— What this task involves —
Throughout the material, count the lines with the word "const" in them, and answer with only the figure.

— Provided entries —
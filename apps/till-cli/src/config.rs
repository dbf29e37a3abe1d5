//! # Configuration
//!
//! Resolves runtime settings once at startup.
//!
//! ## Configuration Sources (Priority Order)
//! 1. Command-line flags (`--receipts-dir`, `--tax-rate`)
//! 2. Environment variables (`TILL_RECEIPTS_DIR`, `TILL_TAX_RATE`, `RUST_LOG`)
//! 3. Defaults (this file)
//!
//! Configuration is read-only after startup.

use std::env;
use std::path::PathBuf;

use directories::ProjectDirs;
use till_core::Percent;

use crate::cli::Cli;

pub const ENV_RECEIPTS_DIR: &str = "TILL_RECEIPTS_DIR";
pub const ENV_TAX_RATE: &str = "TILL_TAX_RATE";
pub const ENV_LOG_FILTER: &str = "RUST_LOG";

/// Default tracing filter; quiet so prompts stay readable.
pub const DEFAULT_LOG_FILTER: &str = "warn";

/// Application configuration.
#[derive(Debug, Clone, PartialEq)]
pub struct TillConfig {
    /// Where receipt text files are written. Created on first save.
    pub receipts_dir: PathBuf,

    /// Tax rate the interactive register starts with.
    pub default_tax_rate: Percent,

    /// `tracing_subscriber::EnvFilter` directive string.
    pub log_filter: String,
}

impl Default for TillConfig {
    /// ## Default Values
    /// - Receipts: `<platform data dir>/receipts`, or `./receipts`
    /// - Tax: 0%
    /// - Logging: warnings only
    fn default() -> Self {
        TillConfig {
            receipts_dir: default_receipts_dir(),
            default_tax_rate: Percent::zero(),
            log_filter: DEFAULT_LOG_FILTER.to_string(),
        }
    }
}

impl TillConfig {
    /// Loads configuration from the process environment and `cli` flags.
    pub fn load(cli: &Cli) -> Result<Self, ConfigError> {
        let config = TillConfig::from_lookup(|key| env::var(key).ok())?;
        Ok(config.with_cli(cli))
    }

    /// Builds configuration from defaults plus whatever `lookup` returns.
    ///
    /// Blank values are treated as unset.
    pub fn from_lookup<F>(lookup: F) -> Result<Self, ConfigError>
    where
        F: Fn(&str) -> Option<String>,
    {
        let get = |key: &str| lookup(key).filter(|v| !v.trim().is_empty());
        let mut config = TillConfig::default();

        if let Some(dir) = get(ENV_RECEIPTS_DIR) {
            config.receipts_dir = PathBuf::from(dir);
        }

        if let Some(rate) = get(ENV_TAX_RATE) {
            config.default_tax_rate = rate
                .parse()
                .map_err(|_| ConfigError::InvalidValue(ENV_TAX_RATE.to_string()))?;
        }

        if let Some(filter) = get(ENV_LOG_FILTER) {
            config.log_filter = filter;
        }

        Ok(config)
    }

    /// Applies command-line flags over the current values.
    pub fn with_cli(mut self, cli: &Cli) -> Self {
        if let Some(dir) = &cli.receipts_dir {
            self.receipts_dir = dir.clone();
        }
        if let Some(rate) = cli.tax_rate {
            self.default_tax_rate = rate;
        }
        self
    }
}

/// Platform data directory + `receipts`.
///
/// - **Linux**: `~/.local/share/till/receipts`
/// - **macOS**: `~/Library/Application Support/com.till.till/receipts`
/// - **Windows**: `%APPDATA%\till\till\data\receipts`
fn default_receipts_dir() -> PathBuf {
    ProjectDirs::from("com", "till", "till")
        .map(|dirs| dirs.data_dir().join("receipts"))
        .unwrap_or_else(|| PathBuf::from("receipts"))
}

/// Configuration error types.
#[derive(Debug, thiserror::Error)]
pub enum ConfigError {
    #[error("Invalid value for {0}")]
    InvalidValue(String),
}

// =============================================================================
// Unit Tests
// =============================================================================

#[cfg(test)]
mod tests {
    use super::*;
    use std::collections::HashMap;

    fn lookup(pairs: &[(&str, &str)]) -> impl Fn(&str) -> Option<String> {
        let map: HashMap<String, String> = pairs
            .iter()
            .map(|(k, v)| (k.to_string(), v.to_string()))
            .collect();
        move |key| map.get(key).cloned()
    }

    #[test]
    fn test_defaults_without_env() {
        let config = TillConfig::from_lookup(lookup(&[])).unwrap();
        assert!(config.default_tax_rate.is_zero());
        assert_eq!(config.log_filter, DEFAULT_LOG_FILTER);
        assert!(config.receipts_dir.ends_with("receipts"));
    }

    #[test]
    fn test_env_overrides() {
        let config = TillConfig::from_lookup(lookup(&[
            (ENV_RECEIPTS_DIR, "/tmp/till-receipts"),
            (ENV_TAX_RATE, "8.25"),
            (ENV_LOG_FILTER, "till_cli=debug"),
        ]))
        .unwrap();

        assert_eq!(config.receipts_dir, PathBuf::from("/tmp/till-receipts"));
        assert_eq!(config.default_tax_rate.to_string(), "8.25");
        assert_eq!(config.log_filter, "till_cli=debug");
    }

    #[test]
    fn test_blank_env_ignored() {
        let config = TillConfig::from_lookup(lookup(&[(ENV_TAX_RATE, "  ")])).unwrap();
        assert!(config.default_tax_rate.is_zero());
    }

    #[test]
    fn test_invalid_tax_rate() {
        let err = TillConfig::from_lookup(lookup(&[(ENV_TAX_RATE, "lots")])).unwrap_err();
        assert_eq!(err.to_string(), "Invalid value for TILL_TAX_RATE");
    }

    #[test]
    fn test_flags_beat_env() {
        let config = TillConfig::from_lookup(lookup(&[(ENV_TAX_RATE, "5")])).unwrap();
        let cli = Cli {
            demo: false,
            receipts_dir: Some(PathBuf::from("out")),
            tax_rate: Some(Percent::from(7)),
        };
        let config = config.with_cli(&cli);
        assert_eq!(config.default_tax_rate, Percent::from(7));
        assert_eq!(config.receipts_dir, PathBuf::from("out"));
    }
}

— Exercise answer —
4